[Task to carry out]
Using the data beneath, show every line that includes the word "negotiator".

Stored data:
§
//! # Reinhardt Accept
//!
//! `Accept` header parsing and media type negotiation for the Reinhardt
//! framework.
//!
//! ## Overview
//!
//! - **Parsing**: a raw header value becomes an [`AcceptHeader`], a list of
//!   [`MediaRange`]s ranked from most to least preferred. Whitespace around
//!   delimiters is ignored; clauses with a negative or non-numeric `q` are
//!   dropped and `q` values above 1 are clamped.
//! - **Ranking**: quality first, then specificity (`text/plain` > `text/*` >
//!   `*/plain` > `*/*`), then number of extension parameters. Ties keep header
//!   order.
//! - **Matching**: `*` on either side matches anything, so offering `text/*`
//!   satisfies a client asking for `text/html` and the other way round.
//! - **Negotiation**: the first offered type matching the highest-ranked
//!   preference wins and is returned verbatim.
//!
//! Header extraction, charset/encoding/language negotiation and response
//! rendering live elsewhere in the framework.
//!
//! ## Example
//!
//! ```
//! use reinhardt_accept::{negotiate, parse};
//!
//! let accept = parse("text/html,application/xhtml+xml,application/xml;q=0.9,*/*;q=0.8");
//! assert!(accept.accepts("image/png"));
//!
//! let offered = ["application/json", "text/html"];
//! assert_eq!(negotiate("text/html, application/json;q=0.9", &offered), Some("text/html"));
//! assert_eq!(negotiate("image/*", &offered), None);
//! ```
//!
//! ## Feature Flags
//!
//! - `serde` (default): `Serialize` for parsed headers, `Serialize` and
//!   `Deserialize` for [`NegotiationConfig`]

pub mod accept;
pub mod config;
pub mod error;
pub mod matcher;
pub mod media_range;
pub mod negotiator;
pub mod parser;
pub mod ranking;

pub use accept::AcceptHeader;
pub use config::NegotiationConfig;
pub use error::MediaRangeError;
pub use media_range::MediaRange;
pub use negotiator::MediaTypeNegotiator;
pub use ranking::Specificity;

/// Parses an `Accept` header into ranked media ranges.
///
/// Shorthand for [`AcceptHeader::parse`].
pub fn parse(header: &str) -> AcceptHeader {
	AcceptHeader::parse(header)
}

/// Picks the best offered media type for an `Accept` header.
///
/// Returns `None` when nothing offered is acceptable, including when nothing
/// is offered at all.
///
/// # Examples
///
/// ```
/// use reinhardt_accept::negotiate;
///
/// // An empty header accepts anything, so the first offer wins
/// assert_eq!(
///     negotiate("", &["application/octet-stream", "image/jpeg"]),
///     Some("application/octet-stream")
/// );
///
/// let none: [&str; 0] = [];
/// assert_eq!(negotiate("text/html", &none), None);
/// ```
pub fn negotiate<'a, S: AsRef<str>>(header: &str, candidates: &'a [S]) -> Option<&'a str> {
	AcceptHeader::parse(header).negotiate(candidates)
}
§
[Written solution]
pub mod negotiator;
pub use negotiator::MediaTypeNegotiator;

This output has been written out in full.